Tuesday, June 26, 2012

waking up after a very, very long sleep

Several weeks ago I called and scheduled today's appointment for my yearly mammogram. 

Last week sometime, I started feeling edgy about the appointment.  I was surprised at the feeling; breast cancer has never been one of the diseases I worry about and I usually breeze through the exam with nothing but the inevitable discomfort that comes from having a fleshy body part pressed flat in a vise for 30 seconds or so.

Today as I drove to the appointment, I examined my edginess.  A dear friend was diagnosed with breast cancer several months ago and has since undergone a double mastectomy and chemotherapy.  I love this woman and have spent more time than usual lately thinking about breast cancer, so I thought that might be the reason for my ripple of fear.

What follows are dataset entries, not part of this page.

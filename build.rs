fn main() {
    if let Err(err) = built::write_built_file() {
        panic!("Failed to acquire build-time information: {err}");
    }
}
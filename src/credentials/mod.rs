//! Credential verification and session issuance.

pub mod email;
mod issuer;
pub mod store;
mod verifier;

pub use email::BlockedDomains;
pub use issuer::{IssuedSession, LoginContext, TfaSettings};
pub use verifier::CredentialVerifier;
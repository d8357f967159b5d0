//! OpenID Connect endpoints layered over the code exchange.

use axum::{
    body::Bytes,
    extract::{ConnectInfo, Extension},
    http::{
        header::{AUTHORIZATION, CONTENT_TYPE},
        HeaderMap, StatusCode,
    },
    response::{IntoResponse, Response},
    Json,
};
use serde::{Deserialize, Serialize};
use std::{net::SocketAddr, sync::Arc};
use utoipa::ToSchema;
use uuid::Uuid;

use super::login::{
    client_ip,
    token::{proof, redeem},
    unexpected, LoginState,
};
use crate::{
    credentials::store,
    oidc::{Discovery, IdTokenResponse, Jwks},
};

#[derive(Debug, Default, Deserialize, Serialize, ToSchema)]
pub struct OidcTokenRequest {
    pub code: Option<String>,
    pub client_secret: Option<String>,
    pub verifier: Option<String>,
}

impl OidcTokenRequest {
    /// JSON when the content type says so, form fields otherwise.
    fn parse(headers: &HeaderMap, body: &[u8]) -> Self {
        let is_json = headers
            .get(CONTENT_TYPE)
            .and_then(|value| value.to_str().ok())
            .is_some_and(|value| value.starts_with("application/json"));
        if is_json {
            return serde_json::from_slice(body).unwrap_or_default();
        }
        let mut request = Self::default();
        for (name, value) in url::form_urlencoded::parse(body) {
            let value = Some(value.into_owned());
            match name.as_ref() {
                "code" => request.code = value,
                "client_secret" => request.client_secret = value,
                "verifier" | "code_verifier" => request.verifier = value,
                _ => {}
            }
        }
        request
    }
}

#[derive(Debug, Clone, PartialEq, Eq, Deserialize, Serialize, ToSchema)]
pub struct OidcError {
    pub error: String,
    pub error_description: String,
}

#[derive(Debug, Clone, PartialEq, Eq, Deserialize, Serialize, ToSchema)]
pub struct UserInfoResponse {
    pub sub: String,
    pub email: String,
    pub name: String,
    pub given_name: String,
    pub family_name: String,
    pub email_verified: bool,
}

fn oidc_error(code: StatusCode, error: &str, description: &str) -> Response {
    (
        code,
        Json(OidcError {
            error: error.to_string(),
            error_description: description.to_string(),
        }),
    )
        .into_response()
}

#[utoipa::path(
    post,
    path = "/api/oidc-token",
    request_body(content = OidcTokenRequest, content_type = "application/x-www-form-urlencoded"),
    responses(
        (status = 200, description = "ID token response", body = IdTokenResponse),
        (status = 400, description = "Missing code, client_secret or verifier", body = String),
        (status = 404, description = "Unknown, expired or already redeemed code", body = String),
    ),
    tag = "oidc"
)]
pub async fn oidc_token(
    headers: HeaderMap,
    connect: Option<ConnectInfo<SocketAddr>>,
    login: Extension<Arc<LoginState>>,
    body: Bytes,
) -> Response {
    let request = OidcTokenRequest::parse(&headers, &body);
    let Some(code) = request.code.filter(|code| !code.trim().is_empty()) else {
        return (StatusCode::BAD_REQUEST, "Bad Request (missing code)").into_response();
    };
    let Some(proof) = proof(request.client_secret, request.verifier) else {
        return (
            StatusCode::BAD_REQUEST,
            "Bad Request (missing client_secret/verifier)",
        )
            .into_response();
    };
    let ip = client_ip(&headers, connect.as_ref());
    redeem(&login, code.trim(), &proof, &ip).await
}

fn bearer(headers: &HeaderMap) -> Option<&str> {
    headers
        .get(AUTHORIZATION)
        .and_then(|value| value.to_str().ok())
        .and_then(|value| value.strip_prefix("Bearer "))
        .map(str::trim)
        .filter(|token| !token.is_empty())
}

#[utoipa::path(
    get,
    path = "/api/oidc-userinfo",
    params(
        ("Authorization" = String, Header, description = "Bearer access token")
    ),
    responses(
        (status = 200, description = "Claims of the token owner", body = UserInfoResponse),
        (status = 401, description = "Missing or invalid token", body = OidcError),
        (status = 404, description = "User not found", body = OidcError),
    ),
    tag = "oidc"
)]
pub async fn oidc_userinfo(headers: HeaderMap, login: Extension<Arc<LoginState>>) -> Response {
    let Some(token) = bearer(&headers) else {
        return oidc_error(
            StatusCode::UNAUTHORIZED,
            "invalid_token",
            "Missing or invalid authorization header",
        );
    };
    let invalid = || {
        oidc_error(
            StatusCode::UNAUTHORIZED,
            "invalid_token",
            "Invalid access token",
        )
    };
    let Ok(token) = Uuid::parse_str(token) else {
        return invalid();
    };

    let owner = match store::token_owner(login.pool(), token).await {
        Ok(Some(owner)) => owner,
        Ok(None) => return invalid(),
        Err(err) => return unexpected("failed to check access token", err),
    };
    match store::user_info(login.pool(), owner.user_id).await {
        Ok(Some(user)) => Json(UserInfoResponse {
            sub: user.user_id.to_string(),
            name: user.name(),
            email: user.email,
            given_name: user.firstname,
            family_name: user.lastname,
            email_verified: true,
        })
        .into_response(),
        Ok(None) => oidc_error(StatusCode::NOT_FOUND, "user_not_found", "User not found"),
        Err(err) => unexpected("failed to load user info", err),
    }
}

#[utoipa::path(
    get,
    path = "/api/.well-known/openid-configuration",
    responses(
        (status = 200, description = "Provider metadata", body = Discovery),
        (status = 404, description = "OIDC is not configured"),
    ),
    tag = "oidc"
)]
pub async fn discovery(login: Extension<Arc<LoginState>>) -> Response {
    match login.oidc() {
        Some(provider) => Json(provider.discovery()).into_response(),
        None => StatusCode::NOT_FOUND.into_response(),
    }
}

#[utoipa::path(
    get,
    path = "/api/jwks",
    responses(
        (status = 200, description = "Signing keys", body = Jwks),
        (status = 404, description = "OIDC is not configured"),
    ),
    tag = "oidc"
)]
pub async fn jwks(login: Extension<Arc<LoginState>>) -> Response {
    match login.oidc() {
        Some(provider) => Json(provider.jwks().clone()).into_response(),
        None => StatusCode::NOT_FOUND.into_response(),
    }
}

#[cfg(test)]
mod tests {
    use super::*;
    use crate::{api::handlers::login::test_support, oidc::OidcProvider};
    use axum::{
        body::{to_bytes, Body},
        http::{HeaderValue, Request},
        routing::{get, post},
        Router,
    };
    use tower::ServiceExt;

    fn router(login: Arc<LoginState>) -> Router {
        Router::new()
            .route("/api/oidc-token", post(oidc_token))
            .route("/api/oidc-userinfo", get(oidc_userinfo))
            .route("/api/.well-known/openid-configuration", get(discovery))
            .route("/api/jwks", get(jwks))
            .layer(Extension(login))
    }

    #[allow(clippy::unwrap_used)]
    fn with_oidc() -> Arc<LoginState> {
        let fixtures = std::path::PathBuf::from(env!("CARGO_MANIFEST_DIR")).join("tests/fixtures");
        let provider = OidcProvider::load(
            "https://login.example.com",
            &fixtures.join("oidc-private.pem"),
            &fixtures.join("oidc-public.pem"),
        )
        .unwrap();
        test_support::state_with(test_support::config().with_oidc(Some(Arc::new(provider))))
    }

    #[allow(clippy::unwrap_used)]
    async fn call(router: Router, request: Request<Body>) -> (StatusCode, Vec<u8>) {
        let response = router.oneshot(request).await.unwrap();
        let code = response.status();
        let bytes = to_bytes(response.into_body(), usize::MAX).await.unwrap();
        (code, bytes.to_vec())
    }

    #[test]
    fn parses_form_and_json_bodies() {
        let mut headers = HeaderMap::new();
        let request = OidcTokenRequest::parse(&headers, b"code=abc&client_secret=s%20cret");
        assert_eq!(request.code.as_deref(), Some("abc"));
        assert_eq!(request.client_secret.as_deref(), Some("s cret"));

        headers.insert(CONTENT_TYPE, HeaderValue::from_static("application/json"));
        let request = OidcTokenRequest::parse(&headers, br#"{"code":"abc","verifier":"v"}"#);
        assert_eq!(request.verifier.as_deref(), Some("v"));

        let request = OidcTokenRequest::parse(&headers, b"not json");
        assert!(request.code.is_none());
    }

    #[tokio::test]
    #[allow(clippy::unwrap_used)]
    async fn token_requires_a_proof() {
        let (code, body) = call(
            router(test_support::state()),
            Request::builder()
                .method("POST")
                .uri("/api/oidc-token")
                .header(CONTENT_TYPE, "application/x-www-form-urlencoded")
                .body(Body::from("code=abc"))
                .unwrap(),
        )
        .await;
        assert_eq!(code, StatusCode::BAD_REQUEST);
        assert_eq!(body, b"Bad Request (missing client_secret/verifier)");
    }

    #[tokio::test]
    #[allow(clippy::unwrap_used)]
    async fn userinfo_requires_bearer() {
        let (code, body) = call(
            router(test_support::state()),
            Request::builder()
                .uri("/api/oidc-userinfo")
                .body(Body::empty())
                .unwrap(),
        )
        .await;
        assert_eq!(code, StatusCode::UNAUTHORIZED);
        let body: OidcError = serde_json::from_slice(&body).unwrap();
        assert_eq!(body.error, "invalid_token");
        assert_eq!(body.error_description, "Missing or invalid authorization header");
    }

    #[tokio::test]
    #[allow(clippy::unwrap_used)]
    async fn userinfo_rejects_malformed_token() {
        let (code, body) = call(
            router(test_support::state()),
            Request::builder()
                .uri("/api/oidc-userinfo")
                .header(AUTHORIZATION, "Bearer not-a-token")
                .body(Body::empty())
                .unwrap(),
        )
        .await;
        assert_eq!(code, StatusCode::UNAUTHORIZED);
        let body: OidcError = serde_json::from_slice(&body).unwrap();
        assert_eq!(body.error_description, "Invalid access token");
    }

    #[tokio::test]
    #[allow(clippy::unwrap_used)]
    async fn discovery_and_jwks_need_keys() {
        for uri in ["/api/.well-known/openid-configuration", "/api/jwks"] {
            let (code, _) = call(
                router(test_support::state()),
                Request::builder().uri(uri).body(Body::empty()).unwrap(),
            )
            .await;
            assert_eq!(code, StatusCode::NOT_FOUND);
        }
    }

    #[tokio::test]
    #[allow(clippy::unwrap_used)]
    async fn discovery_publishes_endpoints() {
        let (code, body) = call(
            router(with_oidc()),
            Request::builder()
                .uri("/api/.well-known/openid-configuration")
                .body(Body::empty())
                .unwrap(),
        )
        .await;
        assert_eq!(code, StatusCode::OK);
        let body: Discovery = serde_json::from_slice(&body).unwrap();
        assert_eq!(body.issuer, "https://login.example.com");
        assert_eq!(body.jwks_uri, "https://login.example.com/api/jwks");

        let (code, body) = call(
            router(with_oidc()),
            Request::builder().uri("/api/jwks").body(Body::empty()).unwrap(),
        )
        .await;
        assert_eq!(code, StatusCode::OK);
        let body: Jwks = serde_json::from_slice(&body).unwrap();
        assert_eq!(body.keys.len(), 1);
        assert_eq!(body.keys[0].alg, "RS256");
    }
}
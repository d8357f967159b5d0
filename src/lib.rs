//! # Pordisto (single sign-on gateway)
//!
//! `pordisto` authenticates users once and hands the verified identity to client
//! applications without exposing the browser session.
//!
//! ## Login flow
//!
//! The browser holds three encrypted cookies:
//!
//! - **BI** (browser identity) keeps the audit session id across logins.
//! - **II** (in-progress identity) holds a login that still has a pending step
//!   (TOTP, app consent, profile pick).
//! - **LI** (logged-in identity) holds the finalized session.
//!
//! Exactly one of II/LI is authoritative; writing one always clears the other.
//!
//! ## Code exchange
//!
//! `setup-token` stores the finalized identity under a random single-use code bound
//! to a challenge (`PKCE-…` for native apps, `APPSECRET-…` for web apps) and
//! redirects the browser to the app with `?code=`. The app backend redeems the
//! code with the matching verifier or secret. Redemption is a single
//! `DELETE … RETURNING`, so a code can never be redeemed twice.
//!
//! ## OIDC
//!
//! When an RSA key pair is configured, apps flagged `oidc` receive a signed RS256
//! ID token instead of the raw token bundle, and discovery, JWKS and userinfo
//! endpoints are published.

pub mod api;
pub mod apps;
pub mod cli;
pub mod credentials;
pub mod error;
pub mod exchange;
pub mod integrations;
pub mod oidc;
pub mod session;
pub mod totp;

#[allow(clippy::doc_markdown, clippy::needless_raw_string_hashes)]
pub mod built_info {
    include!(concat!(env!("OUT_DIR"), "/built.rs"));
}

pub const GIT_COMMIT_HASH: &str = match built_info::GIT_COMMIT_HASH {
    Some(hash) => hash,
    None => "unknown",
};

pub const APP_USER_AGENT: &str = concat!(env!("CARGO_PKG_NAME"), "/", env!("CARGO_PKG_VERSION"),);
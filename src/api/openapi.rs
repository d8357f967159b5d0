use super::handlers::{health, login, oidc};
use utoipa::openapi::{Contact, InfoBuilder, License, OpenApiBuilder, Tag};
use utoipa_axum::{router::OpenApiRouter, routes};

#[must_use]
pub fn openapi() -> utoipa::openapi::OpenApi {
    let (_router, openapi) = api_router().split_for_parts();
    openapi
}

/// Build the router that also drives the `OpenAPI` document.
///
/// Add new endpoints here via `.routes(routes!(...))` so they are both served
/// and included in the generated `OpenAPI` document.
pub(crate) fn api_router() -> OpenApiRouter {
    OpenApiRouter::with_openapi(cargo_openapi())
        .routes(routes!(health::health))
        .routes(routes!(login::credentials::enter_credentials))
        .routes(routes!(login::credentials::google_callback))
        .routes(routes!(login::status::status_get, login::status::status_post))
        .routes(routes!(login::tfa::enter_tfa))
        .routes(routes!(login::confirm::confirm_app))
        .routes(routes!(login::profile::pick_profile))
        .routes(routes!(login::setup_token::setup_token))
        .routes(routes!(login::token::token))
        .routes(routes!(login::verify::verify))
        .routes(routes!(login::logout::logout_get, login::logout::logout_post))
        .routes(routes!(oidc::oidc_token))
        .routes(routes!(oidc::oidc_userinfo))
        .routes(routes!(oidc::discovery))
        .routes(routes!(oidc::jwks))
}

fn tags() -> Vec<Tag> {
    let mut login_tag = Tag::new("login");
    login_tag.description = Some("Browser login flow and code redemption".to_string());

    let mut oidc_tag = Tag::new("oidc");
    oidc_tag.description = Some("OpenID Connect token, userinfo and key discovery".to_string());

    let mut health_tag = Tag::new("health");
    health_tag.description = Some("Liveness and database status".to_string());

    vec![login_tag, oidc_tag, health_tag]
}

fn cargo_openapi() -> utoipa::openapi::OpenApi {
    // Use Cargo.toml metadata instead of the utoipa-axum crate info defaults.
    let mut info = InfoBuilder::new()
        .title(env!("CARGO_PKG_NAME"))
        .version(env!("CARGO_PKG_VERSION"))
        .description(optional_str(env!("CARGO_PKG_DESCRIPTION")))
        .build();

    info.contact = cargo_contact();
    info.license = cargo_license();

    OpenApiBuilder::new().info(info).tags(Some(tags())).build()
}

fn cargo_contact() -> Option<Contact> {
    // Cargo authors are `;` separated and may include "Name <email>".
    let authors = env!("CARGO_PKG_AUTHORS");
    let primary = authors.split(';').next().map(str::trim)?;
    if primary.is_empty() {
        return None;
    }

    let (name, email) = parse_author(primary);
    if name.is_none() && email.is_none() {
        return None;
    }

    let mut contact = Contact::new();
    contact.name = name.map(str::to_string);
    contact.email = email.map(str::to_string);
    Some(contact)
}

fn cargo_license() -> Option<License> {
    let identifier = optional_str(env!("CARGO_PKG_LICENSE"))?;
    let mut license = License::new(identifier);
    license.identifier = Some(identifier.to_string());
    Some(license)
}

fn optional_str(value: &'static str) -> Option<&'static str> {
    let trimmed = value.trim();
    if trimmed.is_empty() {
        None
    } else {
        Some(trimmed)
    }
}

fn parse_author(author: &str) -> (Option<&str>, Option<&str>) {
    fn non_empty(value: &str) -> Option<&str> {
        let value = value.trim();
        (!value.is_empty()).then_some(value)
    }

    match author.find('<') {
        Some(start) => (
            non_empty(&author[..start]),
            non_empty(author[start + 1..].trim_end_matches('>')),
        ),
        None => (non_empty(author), None),
    }
}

Suddenly, though, I got it.

I have something to lose.  I am living a fascinating, brilliant, challenging, rewarding, exciting life.  In all my 56 years, I cannot recall ever being this happy and fulfilled.  Much of my life has been spent in self imposed misery, most of it, in fact.  No wonder I approached mammograms without a second thought.  I approached most things without a second thought.  I had (or thought I had) little to lose.

Another in a long string of miracles.  Finally, I have something to lose.

Friday, June 15, 2012

Chop those onions a little smaller, will ya?

A couple of months ago my sister called and asked me if I would fly from Alaska to Seattle to take care of my brother in law (her husband) Art after his total knee replacement surgery.  She offered to pay for my flights and pay me a reasonable daily rate for the time I spent at their house.  She explained that Art is "cranky" after he has surgeries.  She knows this as he has had two shoulder surgeries, one thumb surgery, and a total hip replacement in the past several years.  Poor guy has arthritis.  She and Art thought it would be a good idea for me to be there because neither of them wanted her to be in "the line of fire", so to speak.

I have no summer job other than distance tutoring, so I was able to agree to play nurse for Art.  I didn't think too much about it beforehand.  I figured I would be dispensing medications, assisting with physical therapy exercises, providing some company for my sister, and cooking the meals as Art is the primary cook in their household.

Art's surgery was on a Friday morning.  I arrived late on Friday night.  My sister Linda and I spent Saturday and Sunday at the hospital with Art.  We watched him eat heartily, stretch painfully, and walk purposefully.  We witnessed euphoria (too much pain medication), frustration (he had hoped to be discharged Sunday, but was kept until Monday for the sake of safety), and the inevitable pain and lack of bowel cooperation that occurs after just about any surgical procedure.

Art was discharged on Monday just before noon, and we transported him home.  He made it up the stairs to their living area looking like he had been doing it for years.  The guy is very strong.

About fifteen minutes after we got Art home, I understood why my sister had wanted me to be there.

The following 48 hours felt like living hell for all three of us.  We had trouble with effective pain management, Art's lower digestive tract, "crankiness" that was more aptly described as "vicious rage",  ice packs that leaked during the night and soaked their bed, and physical therapy exercises that can only be described as utter torture.  My sister and I felt like we were walking on eggshells, and Art felt like he was walking on hot coals.  All of us had Olympic level mood swings.  Art's were due to the debilitating pain that accompanies recovery from a total knee replacement and ours were due to our inability to predict what words or actions would trigger Art's fury, which was always directed at Linda.  I spent part of my time helping Art, part of my time trying to nurture my sister, and the rest of my time eating chocolate.  Lots and lots of chocolate.

By Wednesday I felt as though it was safe for me to exhale.  Art was an animal with regards to his physical therapy, and making great strides.  He lashed out at Linda only once that day (a vast improvement).  He oversaw everything I cooked, hanging on his walker in the kitchen eyeballing (and correcting) my every move.  And all these years I thought I knew how to make a salad. 

On Thursday, Linda left for a two day trip to Oregon, where her son Russell's girlfriend Amanda was to graduate from nursing school.  All part of the plan.  Art and I accomplished three rounds of physical therapy and three meals with no cross words, and no problems.  We looked forward to Friday's visit from the physical therapist; she had made her initial visit on Tuesday and measured the angles of extension and flexion he could tolerate.  I was certain that she would be impressed with his progress when she came on Friday, and she was.  Art had gained a full twelve degrees of flexion:  he could really bend his foot and calf much further back than he could on Tuesday.  We high-fived each other, after which I retreated to my room to cry for a few minutes.  The patient's progress is a personal victory for the caregiver/coach as well, and I was proud of both of us.

As I write this, I have been in Seattle for one week.  It has been one of the fullest, most trying and most gratifying weeks of my life.  Linda returns tomorrow and I will pass the proverbial torch to her before flying home the following morning.  My relationship with Art has been forever changed: we are closer.  My relationship with Linda has been forever changed:  I have long trusted her, but now I believe that she trusts me, and I have earned it.